Original Author: Ankit Somani, Co-Founder of AllyO
With technology advancements and the explosion of data, programmers are shifting from writing code for known outcomes to building contextual and self-learning capabilities that can solve for the methodology to get to an outcome. Similarly, we predict that using modern AI-based technology, the role of recruiters will progress from running the process to configuring the intelligence for the process that can run by itself and automatically get better.
Traditionally, the core of B2B software was a collection of if-then-else statements that solved for a specific business outcome. A programmer would typically write a structured language input, that a machine can understand, with the intent and expected output in mind. This worked well when all intents and outcomes were clearly defined and known upfront.
However, with the explosion of data that organizations are collecting, intents are often buried deep in data and a programmer may not always know them upfront. An intent in today’s world is a combination of interesting correlations found within data in question and a human’s perception of whether they are valuable and if a true causal relationship exists. Tools to analyze data are then designed to include easier ways to ask more natural language questions so that one can proactively discover if there is a worthwhile path to chase. There is certainly the role of the developer that identifies, assimilates and cleans data along with building and training models to identify interesting relationships. These models, once trained, need constant maintenance to make sure that their predictions are sound – doubling down on the right correlations and choosing to ignore others. So while the programmers are building the foundational layer to process and poke data sets, there is an emerging role within organizations for constantly identifying patterns, validating them and training the system to get smarter for the broader business outcomes.
Historically, recruiters have spent a big part of their day performing objective tasks like screening resumes, qualifying candidates and scheduling conversations. In the HR Tech space, there are now a plethora of AI-based tools that attempt to perform the same objective tasks, e.g., understand a hiring manager’s intent, write a job description, automatically source candidates, screen, schedule interviews and process the rest of the workflow. Thus it’s important to understand how recruiters add value in such a world
Before we answer that, let's look deeper into what these AI tools essentially do. Their stack generally is composed of two layers: (a) Workflow automation and (b) Trainable models absorbing new data generated and translating them into improvements for the same automated workflows. While these systems can automate workflows, every organization will be different for the exact workflow steps and expected outcomes. A general purpose workflow automation system will thus neither be good enough for any individual organization nor give that same organization an edge over their competitors deploying the same tool.
A recruiter’s job in this world is then to both assemble the right set of tools so that efficiency is maximized and to train the net system to work best for their organization. To do so, they would now need to spend time dissecting data to understand patterns and anomalies as well as train the system to make smarter causal relationships for that organization. In essence, the level and knowledge needed to both identify and execute if-then-else statements have been elevated at a level which is accessible to a recruiter, who can now interface directly with the AI tool (ie machine). Already there are enough recruiters who are trained to speak machine language. This newfound ability to tune a system without any specific development effort, traditionally beyond the reach of a recruiter, demonstrates strong semblance with that of an evolved programmer.

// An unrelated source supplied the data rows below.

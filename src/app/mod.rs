pub mod drag_drop;
mod input;
mod mouse_input;
mod render;
pub mod types;
pub mod workspace;

use crate::config::Config;
use crate::model::document_store::{DocumentStore, OpenError};
use crate::model::event::ViewId;
use crate::model::filesystem::StdFileSystem;
use crate::primitives::highlighter::LexicalHighlighter;
use crate::services::highlight_worker::HighlightWorker;
use crate::services::time_source::{RealTimeSource, SharedTimeSource};
use crate::view::theme::Theme;
use anyhow::Result as AnyhowResult;
use drag_drop::DragDropController;
use std::path::Path;
use std::sync::Arc;
use types::CachedLayout;
use workspace::Workspace;

/// Rows reserved for the status line at the bottom of the screen
pub const STATUS_BAR_ROWS: u16 = 1;

/// The editor: workspace, input state and rendering glue.
pub struct Editor {
    config: Config,
    theme: Theme,

    /// Documents, panes, views and the split layout
    workspace: Workspace,

    /// Tab drag in progress, if any
    drag: DragDropController,

    /// Runs highlight passes off the UI thread. `None` when
    /// `editor.background_highlighting` is off; refreshes then run inline.
    highlight_worker: Option<HighlightWorker>,

    time_source: SharedTimeSource,

    /// Layout from the last render, for mouse hit testing
    cached_layout: CachedLayout,

    should_quit: bool,

    /// One-line message shown in the status bar
    status_message: Option<String>,

    terminal_width: u16,
    terminal_height: u16,
}

impl std::fmt::Debug for Editor {
    fn fmt(&self, f: &mut std::fmt::Formatter<'_>) -> std::fmt::Result {
        f.debug_struct("Editor")
            .field("workspace", &self.workspace)
            .field("should_quit", &self.should_quit)
            .finish_non_exhaustive()
    }
}

impl Editor {
    /// Create an editor on the real clock
    pub fn new(config: Config, width: u16, height: u16) -> AnyhowResult<Self> {
        Self::with_time_source(config, width, height, RealTimeSource::shared())
    }

    /// Create an editor driven by `time_source`
    pub fn with_time_source(
        config: Config,
        width: u16,
        height: u16,
        time_source: SharedTimeSource,
    ) -> AnyhowResult<Self> {
        let theme = Theme::from_name(&config.theme).unwrap_or_else(|| {
            tracing::warn!("Unknown theme '{}', using default", config.theme);
            Theme::default()
        });

        let store = DocumentStore::new(
            Arc::new(StdFileSystem),
            LexicalHighlighter::new(),
            config.editor.highlight_timing(),
            time_source.clone(),
        );
        let workspace = Workspace::new(store, time_source.clone());

        let highlight_worker = if config.editor.background_highlighting {
            Some(HighlightWorker::spawn()?)
        } else {
            None
        };

        Ok(Self {
            config,
            theme,
            workspace,
            drag: DragDropController::new(),
            highlight_worker,
            time_source,
            cached_layout: CachedLayout::default(),
            should_quit: false,
            status_message: None,
            terminal_width: width,
            terminal_height: height,
        })
    }

    pub fn config(&self) -> &Config {
        &self.config
    }

    pub fn theme(&self) -> &Theme {
        &self.theme
    }

    pub fn workspace(&self) -> &Workspace {
        &self.workspace
    }

    pub fn drag(&self) -> &DragDropController {
        &self.drag
    }

    pub fn cached_layout(&self) -> &CachedLayout {
        &self.cached_layout
    }

    pub fn status_message(&self) -> Option<&str> {
        self.status_message.as_deref()
    }

    /// Open a file in a new tab of the last focused pane. Failures are also
    /// reported in the status bar.
    pub fn open_file(&mut self, path: &Path) -> Result<ViewId, OpenError> {
        match self.workspace.open_file(path) {
            Ok(view_id) => {
                self.status_message = None;
                Ok(view_id)
            }
            Err(e) => {
                tracing::warn!("{}", e);
                self.status_message = Some(e.to_string());
                Err(e)
            }
        }
    }

    /// Run highlight refreshes whose debounce deadline has passed.
    /// Returns true if anything was refreshed inline (worker results arrive
    /// later as document notifications).
    pub fn check_highlight_timers(&mut self) -> bool {
        let due = self.workspace.documents_due(self.time_source.now());
        if due.is_empty() {
            return false;
        }

        let mut refreshed_inline = false;
        for document in due {
            tracing::trace!("highlight due for {}", document.path().display());
            let queued = self
                .highlight_worker
                .as_ref()
                .is_some_and(|worker| worker.submit(document.clone()));
            if !queued {
                document.refresh();
                refreshed_inline = true;
            }
        }
        refreshed_inline
    }

    /// Drain document notifications into views. Returns true if a repaint is
    /// needed.
    pub fn poll_view_updates(&mut self) -> bool {
        self.workspace.poll_views()
    }

    pub fn should_quit(&self) -> bool {
        self.should_quit
    }

    pub fn quit(&mut self) {
        self.should_quit = true;
    }

    pub fn resize(&mut self, width: u16, height: u16) {
        self.terminal_width = width;
        self.terminal_height = height;
    }

    /// Content size (rows, columns) of the focused pane, used to keep the
    /// cursor on screen after keyboard edits
    fn active_content_size(&self) -> (usize, usize) {
        let pane = self.workspace.active_pane();
        let rect = self
            .cached_layout
            .pane_rects
            .iter()
            .find(|(id, _)| *id == pane)
            .map(|(_, rect)| *rect);
        let Some(rect) = rect else {
            // Not rendered yet; estimate from the terminal size
            let rows = self
                .terminal_height
                .saturating_sub(STATUS_BAR_ROWS + drag_drop::TAB_HEADER_ROWS);
            return (usize::from(rows), usize::from(self.terminal_width));
        };
        let gutter = self
            .workspace
            .active_view()
            .and_then(|id| self.workspace.view(id))
            .map_or(0, |view| self.gutter_width(view.document().line_count()));
        (
            usize::from(rect.height.saturating_sub(drag_drop::TAB_HEADER_ROWS)),
            usize::from(rect.width.saturating_sub(gutter)),
        )
    }

    /// Width of the line number gutter for a document with `line_count` lines
    fn gutter_width(&self, line_count: usize) -> u16 {
        if !self.config.editor.line_numbers {
            return 0;
        }
        let digits = line_count.max(1).to_string().len() as u16;
        // digits plus one column of padding
        digits.max(3) + 1
    }
}

#[cfg(test)]
mod tests {
    use super::*;
    use crate::services::time_source::TestTimeSource;
    use std::time::Duration;

    fn inline_config() -> Config {
        let mut config = Config::default();
        config.editor.background_highlighting = false;
        config
    }

    #[test]
    fn test_open_missing_file_sets_status() {
        let mut editor = Editor::new(inline_config(), 80, 24).unwrap();
        let dir = tempfile::tempdir().unwrap();
        assert!(editor.open_file(&dir.path().join("nope.rs")).is_err());
        assert!(editor.status_message().is_some());
        assert!(editor.workspace().active_view().is_none());
    }

    #[test]
    fn test_highlight_timer_runs_inline_when_due() {
        let dir = tempfile::tempdir().unwrap();
        let path = dir.path().join("main.rs");
        std::fs::write(&path, "fn main() {}\n").unwrap();

        let clock = TestTimeSource::shared();
        let mut editor = Editor::with_time_source(inline_config(), 80, 24, clock.clone()).unwrap();
        let view = editor.open_file(&path).unwrap();

        assert!(!editor.check_highlight_timers());
        clock.advance(Duration::from_millis(300));
        assert!(editor.check_highlight_timers());
        assert!(editor.poll_view_updates());

        let doc = editor.workspace().view(view).unwrap().document().clone();
        assert_eq!(doc.highlight_generation(), 1);
        // already consumed
        assert!(!editor.check_highlight_timers());
    }

    #[test]
    fn test_unknown_theme_falls_back() {
        let mut config = inline_config();
        config.theme = "no-such-theme".to_string();
        let editor = Editor::new(config, 80, 24).unwrap();
        assert_eq!(editor.theme().name, Theme::default().name);
    }

    #[test]
    fn test_gutter_width() {
        let mut editor = Editor::new(inline_config(), 80, 24).unwrap();
        assert_eq!(editor.gutter_width(5), 4);
        assert_eq!(editor.gutter_width(12_345), 6);
        editor.config.editor.line_numbers = false;
        assert_eq!(editor.gutter_width(12_345), 0);
    }
}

The analogy established above is not futuristic – we already see recruiters in our customer’s organizations who are actively playing this role. A large hospitality chain customer of ours has completely automated their entire recruiting process, from Capture to Hire. Their recruiters are now spending less than half of the time they used to in traditional administrative activities. Instead they have repurposed their efforts in looking at the underlying intelligence tool, trying to determine patterns and fixing it directly – how disqualifications reasons vary based on geography and roles, why certain applicants are stuck in the process even though they seemed a good fit, how interview show-rate for interviewers can be made better etc. These actions are further making the system nuanced and truly automated across the varying hiring needs across the company.